__What to do__:
Nothing but an exact copy of the data should be given.

◆ ◆ ◆ ◆ ◆

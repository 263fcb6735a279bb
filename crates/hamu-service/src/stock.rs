//! # Stock Service
//!
//! Stock item management, manual adjustments and level queries.
//!
//! ## Manual Adjustment Flow
//! ```text
//! ┌─────────────────────────────────────────────────────────────────────────┐
//! │  adjust(item, kind, magnitude)                                         │
//! │       │                                                                 │
//! │       ▼                                                                 │
//! │  acquire adjustment mutex      ← one manual adjustment at a time       │
//! │       │                                                                 │
//! │       ▼                                                                 │
//! │  BEGIN TRANSACTION                                                     │
//! │    level = SUM(quantity_change)   ← re-derived inside the tx, so a    │
//! │    delta = adjustment_delta(...)    concurrent commit can't slip in   │
//! │    append ledger entry              between check and write           │
//! │  COMMIT                                                                │
//! └─────────────────────────────────────────────────────────────────────────┘
//! ```
//!
//! Subtract rejections (insufficient stock) write nothing: the failed
//! transaction rolls back and the ledger is untouched.

use std::sync::Arc;

use chrono::Utc;
use serde::{Deserialize, Serialize};
use tokio::sync::Mutex;
use tracing::{info, instrument};
use uuid::Uuid;

use hamu_core::{
    adjustment_delta, validate_agent_name, AdjustmentKind, StockItem, StockItemType,
    StockLogEntry,
};
use hamu_db::Database;

use crate::error::{ServiceError, ServiceResult};

// =============================================================================
// Inputs and Views
// =============================================================================

/// Input for creating a stock item.
#[derive(Debug, Clone, Serialize, Deserialize)]
pub struct CreateStockItem {
    pub shop_id: String,
    pub name: String,
    pub item_type: StockItemType,
    pub threshold: i64,
    pub reorder_point: i64,
    /// Opening quantity; written as the item's first ledger entry.
    pub opening_quantity: i64,
    pub agent_name: String,
}

/// A stock item with its derived level and alert flags.
#[derive(Debug, Clone, Serialize, Deserialize)]
pub struct StockLevel {
    pub item: StockItem,
    /// Derived: sum of the item's ledger entries.
    pub level: i64,
    /// Level at or below the low-stock threshold.
    pub low_stock: bool,
    /// Level at or below the reorder point.
    pub needs_reorder: bool,
}

// =============================================================================
// Stock Service
// =============================================================================

/// Service for stock items and manual ledger adjustments.
#[derive(Debug, Clone)]
pub struct StockService {
    db: Database,
    /// Serializes manual adjustments so a subtract/set check-then-write
    /// can't race another adjustment.
    adjust_lock: Arc<Mutex<()>>,
}

impl StockService {
    /// Creates a new stock service.
    pub fn new(db: Database) -> Self {
        StockService {
            db,
            adjust_lock: Arc::new(Mutex::new(())),
        }
    }

    /// Creates a stock item, with an opening ledger entry when the
    /// opening quantity is positive.
    #[instrument(skip(self, input), fields(shop_id = %input.shop_id, name = %input.name))]
    pub async fn create_item(&self, input: CreateStockItem) -> ServiceResult<StockItem> {
        validate_agent_name(&input.agent_name)?;
        if input.opening_quantity < 0 {
            return Err(hamu_core::ValidationError::MustBeNonNegative {
                field: "opening_quantity".to_string(),
            }
            .into());
        }

        let item = StockItem {
            id: Uuid::new_v4().to_string(),
            shop_id: input.shop_id.clone(),
            name: input.name.clone(),
            item_type: input.item_type,
            threshold: input.threshold,
            reorder_point: input.reorder_point,
        };
        self.db.stock().insert_item(&item).await?;

        if input.opening_quantity > 0 {
            let mut tx = self.db.pool().begin().await?;
            self.db
                .stock()
                .append_log(
                    &mut tx,
                    &StockLogEntry {
                        id: Uuid::new_v4().to_string(),
                        stock_item_id: item.id.clone(),
                        shop_id: item.shop_id.clone(),
                        quantity_change: input.opening_quantity,
                        notes: "Opening stock".to_string(),
                        actor_name: input.agent_name.clone(),
                        logged_at: Utc::now(),
                    },
                )
                .await?;
            tx.commit().await?;
        }

        info!(item_id = %item.id, opening = input.opening_quantity, "Stock item created");
        Ok(item)
    }

    /// Applies a manual adjustment (add / subtract / set) as a new
    /// ledger entry.
    ///
    /// Returns the appended entry. A subtract below zero is rejected
    /// with `InsufficientStock` and writes nothing.
    #[instrument(skip(self, notes))]
    pub async fn adjust(
        &self,
        item_id: &str,
        kind: AdjustmentKind,
        magnitude: i64,
        agent_name: &str,
        notes: &str,
    ) -> ServiceResult<StockLogEntry> {
        validate_agent_name(agent_name)?;

        let item = self
            .db
            .stock()
            .get_item(item_id)
            .await?
            .ok_or_else(|| ServiceError::not_found("Stock item", item_id))?;

        // Serialize the check-then-append with other manual adjustments
        let _guard = self.adjust_lock.lock().await;

        let mut tx = self.db.pool().begin().await?;

        let current = self.db.stock().current_level_in(&mut tx, item_id).await?;
        let delta = adjustment_delta(&item.name, current, kind, magnitude)?;

        let entry = StockLogEntry {
            id: Uuid::new_v4().to_string(),
            stock_item_id: item.id.clone(),
            shop_id: item.shop_id.clone(),
            quantity_change: delta,
            notes: notes.to_string(),
            actor_name: agent_name.trim().to_string(),
            logged_at: Utc::now(),
        };
        self.db.stock().append_log(&mut tx, &entry).await?;

        tx.commit().await?;

        info!(
            item = %item.name,
            level_before = current,
            delta,
            "Manual stock adjustment applied"
        );
        Ok(entry)
    }

    /// Derives the current level of one item.
    pub async fn current_level(&self, item_id: &str) -> ServiceResult<i64> {
        // Existence check so a typo'd ID reads as an error, not level 0
        self.db
            .stock()
            .get_item(item_id)
            .await?
            .ok_or_else(|| ServiceError::not_found("Stock item", item_id))?;

        Ok(self.db.stock().current_level(item_id).await?)
    }

    /// Lists a shop's items with derived levels and alert flags.
    pub async fn stock_levels(&self, shop_id: &str) -> ServiceResult<Vec<StockLevel>> {
        let items = self.db.stock().list_items(shop_id).await?;

        let mut levels = Vec::with_capacity(items.len());
        for item in items {
            let level = self.db.stock().current_level(&item.id).await?;
            levels.push(StockLevel {
                low_stock: level <= item.threshold,
                needs_reorder: level <= item.reorder_point,
                item,
                level,
            });
        }

        Ok(levels)
    }

    /// Ledger history for one item, newest first.
    pub async fn history(&self, item_id: &str) -> ServiceResult<Vec<StockLogEntry>> {
        Ok(self.db.stock().history_for_item(item_id).await?)
    }
}

// =============================================================================
// Unit Tests
// =============================================================================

◆ ◆ ◆ ◆ ◆

__Answer to this problem__:
repository 263fcb6735a279bb
filename crates/hamu-service/src/stock.rs
//! # Stock Service
//!
//! Stock item management, manual adjustments and level queries.
//!
//! ## Manual Adjustment Flow
//! ```text
//! ┌─────────────────────────────────────────────────────────────────────────┐
//! │  adjust(item, kind, magnitude)                                         │
//! │       │                                                                 │
//! │       ▼                                                                 │
//! │  acquire adjustment mutex      ← one manual adjustment at a time       │
//! │       │                                                                 │
//! │       ▼                                                                 │
//! │  BEGIN TRANSACTION                                                     │
//! │    level = SUM(quantity_change)   ← re-derived inside the tx, so a    │
//! │    delta = adjustment_delta(...)    concurrent commit can't slip in   │
//! │    append ledger entry              between check and write           │
//! │  COMMIT                                                                │
//! └─────────────────────────────────────────────────────────────────────────┘
//! ```
//!
//! Subtract rejections (insufficient stock) write nothing: the failed
//! transaction rolls back and the ledger is untouched.

use std::sync::Arc;

use chrono::Utc;
use serde::{Deserialize, Serialize};
use tokio::sync::Mutex;
use tracing::{info, instrument};
use uuid::Uuid;

use hamu_core::{
    adjustment_delta, validate_agent_name, AdjustmentKind, StockItem, StockItemType,
    StockLogEntry,
};
use hamu_db::Database;

use crate::error::{ServiceError, ServiceResult};

// =============================================================================
// Inputs and Views
// =============================================================================

/// Input for creating a stock item.
#[derive(Debug, Clone, Serialize, Deserialize)]
pub struct CreateStockItem {
    pub shop_id: String,
    pub name: String,
    pub item_type: StockItemType,
    pub threshold: i64,
    pub reorder_point: i64,
    /// Opening quantity; written as the item's first ledger entry.
    pub opening_quantity: i64,
    pub agent_name: String,
}

/// A stock item with its derived level and alert flags.
#[derive(Debug, Clone, Serialize, Deserialize)]
pub struct StockLevel {
    pub item: StockItem,
    /// Derived: sum of the item's ledger entries.
    pub level: i64,
    /// Level at or below the low-stock threshold.
    pub low_stock: bool,
    /// Level at or below the reorder point.
    pub needs_reorder: bool,
}

// =============================================================================
// Stock Service
// =============================================================================

/// Service for stock items and manual ledger adjustments.
#[derive(Debug, Clone)]
pub struct StockService {
    db: Database,
    /// Serializes manual adjustments so a subtract/set check-then-write
    /// can't race another adjustment.
    adjust_lock: Arc<Mutex<()>>,
}

impl StockService {
    /// Creates a new stock service.
    pub fn new(db: Database) -> Self {
        StockService {
            db,
            adjust_lock: Arc::new(Mutex::new(())),
        }
    }

    /// Creates a stock item, with an opening ledger entry when the
    /// opening quantity is positive.
    #[instrument(skip(self, input), fields(shop_id = %input.shop_id, name = %input.name))]
    pub async fn create_item(&self, input: CreateStockItem) -> ServiceResult<StockItem> {
        validate_agent_name(&input.agent_name)?;
        if input.opening_quantity < 0 {
            return Err(hamu_core::ValidationError::MustBeNonNegative {
                field: "opening_quantity".to_string(),
            }
            .into());
        }

        let item = StockItem {
            id: Uuid::new_v4().to_string(),
            shop_id: input.shop_id.clone(),
            name: input.name.clone(),
            item_type: input.item_type,
            threshold: input.threshold,
            reorder_point: input.reorder_point,
        };
        self.db.stock().insert_item(&item).await?;

        if input.opening_quantity > 0 {
            let mut tx = self.db.pool().begin().await?;
            self.db
                .stock()
                .append_log(
                    &mut tx,
                    &StockLogEntry {
                        id: Uuid::new_v4().to_string(),
                        stock_item_id: item.id.clone(),
                        shop_id: item.shop_id.clone(),
                        quantity_change: input.opening_quantity,
                        notes: "Opening stock".to_string(),
                        actor_name: input.agent_name.clone(),
                        logged_at: Utc::now(),
                    },
                )
                .await?;
            tx.commit().await?;
        }

        info!(item_id = %item.id, opening = input.opening_quantity, "Stock item created");
        Ok(item)
    }

    /// Applies a manual adjustment (add / subtract / set) as a new
    /// ledger entry.
    ///
    /// Returns the appended entry. A subtract below zero is rejected
    /// with `InsufficientStock` and writes nothing.
    #[instrument(skip(self, notes))]
    pub async fn adjust(
        &self,
        item_id: &str,
        kind: AdjustmentKind,
        magnitude: i64,
        agent_name: &str,
        notes: &str,
    ) -> ServiceResult<StockLogEntry> {
        validate_agent_name(agent_name)?;

        let item = self
            .db
            .stock()
            .get_item(item_id)
            .await?
            .ok_or_else(|| ServiceError::not_found("Stock item", item_id))?;

        // Serialize the check-then-append with other manual adjustments
        let _guard = self.adjust_lock.lock().await;

        let mut tx = self.db.pool().begin().await?;

        let current = self.db.stock().current_level_in(&mut tx, item_id).await?;
        let delta = adjustment_delta(&item.name, current, kind, magnitude)?;

        let entry = StockLogEntry {
            id: Uuid::new_v4().to_string(),
            stock_item_id: item.id.clone(),
            shop_id: item.shop_id.clone(),
            quantity_change: delta,
            notes: notes.to_string(),
            actor_name: agent_name.trim().to_string(),
            logged_at: Utc::now(),
        };
        self.db.stock().append_log(&mut tx, &entry).await?;

        tx.commit().await?;

        info!(
            item = %item.name,
            level_before = current,
            delta,
            "Manual stock adjustment applied"
        );
        Ok(entry)
    }

    /// Derives the current level of one item.
    pub async fn current_level(&self, item_id: &str) -> ServiceResult<i64> {
        // Existence check so a typo'd ID reads as an error, not level 0
        self.db
            .stock()
            .get_item(item_id)
            .await?
            .ok_or_else(|| ServiceError::not_found("Stock item", item_id))?;

        Ok(self.db.stock().current_level(item_id).await?)
    }

    /// Lists a shop's items with derived levels and alert flags.
    pub async fn stock_levels(&self, shop_id: &str) -> ServiceResult<Vec<StockLevel>> {
        let items = self.db.stock().list_items(shop_id).await?;

        let mut levels = Vec::with_capacity(items.len());
        for item in items {
            let level = self.db.stock().current_level(&item.id).await?;
            levels.push(StockLevel {
                low_stock: level <= item.threshold,
                needs_reorder: level <= item.reorder_point,
                item,
                level,
            });
        }

        Ok(levels)
    }

    /// Ledger history for one item, newest first.
    pub async fn history(&self, item_id: &str) -> ServiceResult<Vec<StockLogEntry>> {
        Ok(self.db.stock().history_for_item(item_id).await?)
    }
}

// =============================================================================
// Unit Tests
// =============================================================================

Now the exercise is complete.